##### MATERIAL SHOWN #####

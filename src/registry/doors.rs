use std::collections::BTreeSet;

use crate::grid::GridCoordinate;

/// Door occupancy as seen by the wall registry.
///
/// Walls and doors never share a cell.
pub trait DoorLayer {
    fn has_door_at(&self, cell: GridCoordinate) -> bool;

    /// Places a door at `cell`. Returns `false` if one was already there.
    fn place_door_at(&mut self, cell: GridCoordinate) -> bool;

    /// Removes the door at `cell`. Returns `true` if one was there.
    fn remove_door_at(&mut self, cell: GridCoordinate) -> bool;
}

/// A plain set of door cells.
#[derive(Debug, Clone, Default, PartialEq, Eq)]
pub struct DoorSet {
    doors: BTreeSet<GridCoordinate>,
}

impl DoorSet {
    #[must_use]
    pub fn new() -> Self {
        Self::default()
    }

    #[must_use]
    pub fn len(&self) -> usize {
        self.doors.len()
    }

    #[must_use]
    pub fn is_empty(&self) -> bool {
        self.doors.is_empty()
    }

    pub fn iter(&self) -> impl Iterator<Item = GridCoordinate> + '_ {
        self.doors.iter().copied()
    }
}

impl DoorLayer for DoorSet {
    fn has_door_at(&self, cell: GridCoordinate) -> bool {
        self.doors.contains(&cell)
    }

    fn place_door_at(&mut self, cell: GridCoordinate) -> bool {
        self.doors.insert(cell)
    }

    fn remove_door_at(&mut self, cell: GridCoordinate) -> bool {
        self.doors.remove(&cell)
    }
}
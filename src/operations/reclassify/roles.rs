use std::collections::BTreeSet;

use crate::grid::{Cardinal, GridCoordinate};

/// A wall/floor split of a shape.
#[derive(Debug, Default)]
pub struct RoleSplit {
    pub walls: BTreeSet<GridCoordinate>,
    pub floor: BTreeSet<GridCoordinate>,
}

/// Returns `true` if `cell` touches the outside of `shape` or a carved cell
/// through one of its four sides. A side past the edge of the plane is
/// outside.
pub fn touches_outside(
    cell: GridCoordinate,
    shape: &BTreeSet<GridCoordinate>,
    deleted: &BTreeSet<GridCoordinate>,
) -> bool {
    Cardinal::ALL.into_iter().any(|dir| {
        cell.step(dir)
            .is_none_or(|n| !shape.contains(&n) || deleted.contains(&n))
    })
}

/// Plain role pass: a cell is Wall if it touches the outside, else Floor.
pub fn assign_roles(
    shape: &BTreeSet<GridCoordinate>,
    deleted: &BTreeSet<GridCoordinate>,
) -> RoleSplit {
    let mut split = RoleSplit::default();
    for &cell in shape {
        if touches_outside(cell, shape, deleted) {
            split.walls.insert(cell);
        } else {
            split.floor.insert(cell);
        }
    }
    split
}

/// Role pass after closure.
///
/// Cells in `protected` are forced to Floor. Everything else is Wall if the
/// closure made it one or if it touches the outside.
pub fn assign_roles_protected(
    shape: &BTreeSet<GridCoordinate>,
    deleted: &BTreeSet<GridCoordinate>,
    closure_walls: &BTreeSet<GridCoordinate>,
    protected: &BTreeSet<GridCoordinate>,
) -> RoleSplit {
    let mut split = RoleSplit::default();
    for &cell in shape {
        if protected.contains(&cell) {
            split.floor.insert(cell);
        } else if closure_walls.contains(&cell) || touches_outside(cell, shape, deleted) {
            split.walls.insert(cell);
        } else {
            split.floor.insert(cell);
        }
    }
    split
}
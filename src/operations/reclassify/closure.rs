use std::cmp::Reverse;
use std::collections::BTreeSet;

use tracing::trace;

use crate::grid::{Cardinal, GridCoordinate};

/// Diagonal offsets checked from each wall; the other two are covered by
/// visiting the partner cell.
const FORWARD_DIAGONALS: [(i32, i32); 2] = [(1, 1), (1, -1)];

/// Result of the orthogonal closure loop.
#[derive(Debug, Default)]
pub struct ClosureOutcome {
    /// Cells turned into Wall, in insertion order.
    pub added: Vec<GridCoordinate>,
    /// Number of full sweeps run.
    pub passes: usize,
    /// `false` if the pass cap stopped the loop with gaps still open.
    pub converged: bool,
}

/// Context shared by every sweep of the closure loop.
struct ClosureShape<'a> {
    shape: &'a BTreeSet<GridCoordinate>,
    deleted: &'a BTreeSet<GridCoordinate>,
}

impl ClosureShape<'_> {
    fn is_inside(&self, c: GridCoordinate) -> bool {
        self.shape.contains(&c) && !self.deleted.contains(&c)
    }

    /// The bridge cell to add between diagonal walls `a` and `b`, if any.
    ///
    /// Returns `None` when the two are already joined through a wall, or when
    /// neither bridge lies inside the shape (a convex outer corner). Carved
    /// and outside cells are never picked; among inside candidates the one
    /// with more wall neighbors wins, then the lower coordinate.
    fn bridge_for(
        &self,
        a: GridCoordinate,
        b: GridCoordinate,
        walls: &BTreeSet<GridCoordinate>,
    ) -> Option<GridCoordinate> {
        let bridges = [GridCoordinate::new(a.x, b.y), GridCoordinate::new(b.x, a.y)];
        if bridges.iter().any(|c| walls.contains(c)) {
            return None;
        }
        bridges
            .into_iter()
            .filter(|&c| self.is_inside(c))
            .min_by_key(|&c| (Reverse(wall_neighbor_count(c, walls)), c))
    }

    fn sweep(
        &self,
        walls: &mut BTreeSet<GridCoordinate>,
        added: &mut Vec<GridCoordinate>,
    ) -> usize {
        let snapshot: Vec<GridCoordinate> = walls.iter().copied().collect();
        let mut count = 0;
        for a in snapshot {
            for (dx, dy) in FORWARD_DIAGONALS {
                let Some(b) = a.offset(dx, dy).filter(|b| walls.contains(b)) else {
                    continue;
                };
                if let Some(bridge) = self.bridge_for(a, b, walls) {
                    trace!(?a, ?b, ?bridge, "closing diagonal wall gap");
                    walls.insert(bridge);
                    added.push(bridge);
                    count += 1;
                }
            }
        }
        count
    }

    fn has_open_gap(&self, walls: &BTreeSet<GridCoordinate>) -> bool {
        walls.iter().any(|&a| {
            FORWARD_DIAGONALS.iter().any(|&(dx, dy)| {
                a.offset(dx, dy)
                    .is_some_and(|b| walls.contains(&b) && self.bridge_for(a, b, walls).is_some())
            })
        })
    }
}

/// Number of orthogonal neighbors of `c` that are walls.
pub fn wall_neighbor_count(c: GridCoordinate, walls: &BTreeSet<GridCoordinate>) -> usize {
    Cardinal::ALL
        .iter()
        .filter(|&&dir| c.step(dir).is_some_and(|n| walls.contains(&n)))
        .count()
}

/// Adds bridge walls until no two walls touch only diagonally.
///
/// Runs at most `max_passes` sweeps. Hitting the cap is not an error: the
/// current wall set is kept and `converged` is reported as `false`.
pub fn close_diagonal_gaps(
    walls: &mut BTreeSet<GridCoordinate>,
    shape: &BTreeSet<GridCoordinate>,
    deleted: &BTreeSet<GridCoordinate>,
    max_passes: usize,
) -> ClosureOutcome {
    let ctx = ClosureShape { shape, deleted };
    let mut outcome = ClosureOutcome::default();

    while outcome.passes < max_passes {
        outcome.passes += 1;
        if ctx.sweep(walls, &mut outcome.added) == 0 {
            outcome.converged = true;
            return outcome;
        }
    }

    outcome.converged = !ctx.has_open_gap(walls);
    outcome
}
pub mod error;
pub mod grid;
pub mod operations;
pub mod registry;
pub mod room;
pub mod session;
pub mod topology;

pub use error::{Result, RoomGridError};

#####

* [TASK DESCRIPTION]
Copy back the listing above exactly, but only from the line with "the plane is" through the line with "cell.step(dir)", both ends included.

* [PROBLEM SOLUTION]
/// through one of its four sides. A side past the edge of the plane is
/// outside.
pub fn touches_outside(
    cell: GridCoordinate,
    shape: &BTreeSet<GridCoordinate>,
    deleted: &BTreeSet<GridCoordinate>,
) -> bool {
    Cardinal::ALL.into_iter().any(|dir| {
        cell.step(dir)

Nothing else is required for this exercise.